### WHAT YOU NEED TO DO
The answer is the set of lines that include "kind", copied from the data below.

** Opening RECORDS FOR THE TASK block **

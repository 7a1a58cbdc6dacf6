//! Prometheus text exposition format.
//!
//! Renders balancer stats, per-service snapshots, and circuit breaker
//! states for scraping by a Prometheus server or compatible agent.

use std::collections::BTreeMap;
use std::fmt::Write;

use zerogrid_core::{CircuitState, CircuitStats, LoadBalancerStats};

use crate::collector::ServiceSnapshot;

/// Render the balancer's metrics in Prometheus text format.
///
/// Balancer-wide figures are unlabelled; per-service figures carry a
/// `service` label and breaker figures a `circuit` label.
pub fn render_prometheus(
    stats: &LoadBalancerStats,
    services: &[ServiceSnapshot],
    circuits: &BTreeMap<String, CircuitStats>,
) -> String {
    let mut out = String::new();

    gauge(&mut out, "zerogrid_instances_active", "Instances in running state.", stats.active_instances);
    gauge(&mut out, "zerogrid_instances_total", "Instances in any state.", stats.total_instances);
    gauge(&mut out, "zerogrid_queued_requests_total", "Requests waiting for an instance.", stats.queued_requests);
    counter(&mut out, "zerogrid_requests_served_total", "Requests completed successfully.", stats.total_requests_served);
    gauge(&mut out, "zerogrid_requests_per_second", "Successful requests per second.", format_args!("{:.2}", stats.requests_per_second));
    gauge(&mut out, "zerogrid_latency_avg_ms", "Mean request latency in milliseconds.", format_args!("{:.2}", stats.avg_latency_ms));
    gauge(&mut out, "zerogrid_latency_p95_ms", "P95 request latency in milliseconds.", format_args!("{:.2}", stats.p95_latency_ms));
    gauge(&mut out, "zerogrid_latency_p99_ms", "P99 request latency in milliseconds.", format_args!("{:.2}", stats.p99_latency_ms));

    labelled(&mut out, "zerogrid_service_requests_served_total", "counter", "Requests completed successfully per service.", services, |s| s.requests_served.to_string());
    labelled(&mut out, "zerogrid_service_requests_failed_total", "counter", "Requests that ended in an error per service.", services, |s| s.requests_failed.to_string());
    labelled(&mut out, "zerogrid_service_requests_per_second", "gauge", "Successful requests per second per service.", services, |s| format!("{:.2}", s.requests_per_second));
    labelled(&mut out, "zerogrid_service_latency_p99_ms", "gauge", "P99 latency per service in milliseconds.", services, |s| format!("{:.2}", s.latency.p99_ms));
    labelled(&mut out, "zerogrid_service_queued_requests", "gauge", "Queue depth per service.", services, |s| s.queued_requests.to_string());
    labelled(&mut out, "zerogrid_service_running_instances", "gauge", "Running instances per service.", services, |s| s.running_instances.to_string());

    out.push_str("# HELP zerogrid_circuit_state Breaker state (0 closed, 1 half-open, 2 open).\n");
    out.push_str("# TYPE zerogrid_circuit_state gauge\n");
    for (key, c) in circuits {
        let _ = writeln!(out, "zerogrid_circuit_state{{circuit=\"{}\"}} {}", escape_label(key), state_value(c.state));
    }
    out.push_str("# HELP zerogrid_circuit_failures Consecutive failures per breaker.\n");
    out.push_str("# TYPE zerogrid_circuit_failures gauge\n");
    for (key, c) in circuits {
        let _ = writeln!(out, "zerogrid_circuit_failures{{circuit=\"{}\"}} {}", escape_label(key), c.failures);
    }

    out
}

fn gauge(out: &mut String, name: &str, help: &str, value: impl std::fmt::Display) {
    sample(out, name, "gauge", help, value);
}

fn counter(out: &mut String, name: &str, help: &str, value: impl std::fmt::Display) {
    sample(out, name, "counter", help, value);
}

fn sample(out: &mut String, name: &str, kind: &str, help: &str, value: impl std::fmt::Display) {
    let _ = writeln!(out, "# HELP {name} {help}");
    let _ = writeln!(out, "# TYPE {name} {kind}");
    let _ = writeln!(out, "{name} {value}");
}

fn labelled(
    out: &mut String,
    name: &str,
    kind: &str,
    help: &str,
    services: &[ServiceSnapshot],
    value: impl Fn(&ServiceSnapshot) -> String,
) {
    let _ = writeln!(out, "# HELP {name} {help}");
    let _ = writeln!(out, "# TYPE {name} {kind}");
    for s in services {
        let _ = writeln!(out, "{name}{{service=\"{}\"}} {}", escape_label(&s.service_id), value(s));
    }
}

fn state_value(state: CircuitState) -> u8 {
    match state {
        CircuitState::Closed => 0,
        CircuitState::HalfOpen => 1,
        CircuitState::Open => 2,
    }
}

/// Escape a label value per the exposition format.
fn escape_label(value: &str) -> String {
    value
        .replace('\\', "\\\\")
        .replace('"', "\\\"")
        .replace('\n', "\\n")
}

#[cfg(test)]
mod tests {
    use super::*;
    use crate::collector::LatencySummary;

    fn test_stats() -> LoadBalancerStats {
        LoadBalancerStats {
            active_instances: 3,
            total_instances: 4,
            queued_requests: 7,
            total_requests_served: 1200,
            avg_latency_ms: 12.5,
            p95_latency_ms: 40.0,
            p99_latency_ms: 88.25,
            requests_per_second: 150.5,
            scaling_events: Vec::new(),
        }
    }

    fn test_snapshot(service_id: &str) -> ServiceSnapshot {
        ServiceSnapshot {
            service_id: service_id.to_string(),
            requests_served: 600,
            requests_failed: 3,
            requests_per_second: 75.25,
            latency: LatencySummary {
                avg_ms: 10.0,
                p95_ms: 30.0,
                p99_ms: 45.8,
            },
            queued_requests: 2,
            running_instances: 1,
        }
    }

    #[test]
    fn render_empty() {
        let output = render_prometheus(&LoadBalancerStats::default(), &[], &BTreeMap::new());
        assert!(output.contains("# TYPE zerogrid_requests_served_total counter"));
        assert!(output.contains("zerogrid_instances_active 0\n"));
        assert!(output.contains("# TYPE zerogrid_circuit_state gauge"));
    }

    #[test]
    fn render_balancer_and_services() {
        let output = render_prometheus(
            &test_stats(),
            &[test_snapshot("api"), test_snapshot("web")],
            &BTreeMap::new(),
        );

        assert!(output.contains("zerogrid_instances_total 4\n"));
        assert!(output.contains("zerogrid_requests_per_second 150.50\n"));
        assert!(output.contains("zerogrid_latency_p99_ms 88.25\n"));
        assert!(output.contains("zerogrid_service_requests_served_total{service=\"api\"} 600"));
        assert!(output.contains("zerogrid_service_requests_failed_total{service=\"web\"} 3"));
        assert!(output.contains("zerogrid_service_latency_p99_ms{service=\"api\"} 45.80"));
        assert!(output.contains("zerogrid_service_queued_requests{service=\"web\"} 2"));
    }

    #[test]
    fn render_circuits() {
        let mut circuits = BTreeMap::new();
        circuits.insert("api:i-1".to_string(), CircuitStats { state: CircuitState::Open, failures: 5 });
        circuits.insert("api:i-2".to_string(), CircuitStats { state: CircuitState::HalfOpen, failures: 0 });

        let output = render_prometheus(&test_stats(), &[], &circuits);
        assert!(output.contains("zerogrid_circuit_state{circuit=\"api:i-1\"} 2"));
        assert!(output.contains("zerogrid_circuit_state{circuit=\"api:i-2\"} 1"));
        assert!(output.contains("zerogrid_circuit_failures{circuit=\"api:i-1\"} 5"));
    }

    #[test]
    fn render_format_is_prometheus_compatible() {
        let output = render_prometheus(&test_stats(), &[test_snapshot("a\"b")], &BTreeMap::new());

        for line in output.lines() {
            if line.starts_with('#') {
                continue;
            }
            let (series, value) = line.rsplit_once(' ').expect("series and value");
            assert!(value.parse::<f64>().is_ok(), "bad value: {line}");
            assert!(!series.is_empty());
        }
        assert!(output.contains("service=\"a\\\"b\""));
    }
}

** Closing RECORDS FOR THE TASK block **

### OUTPUT BELOW
fn sample(out: &mut String, name: &str, kind: &str, help: &str, value: impl std::fmt::Display) {
    let _ = writeln!(out, "# TYPE {name} {kind}");
    kind: &str,
    let _ = writeln!(out, "# TYPE {name} {kind}");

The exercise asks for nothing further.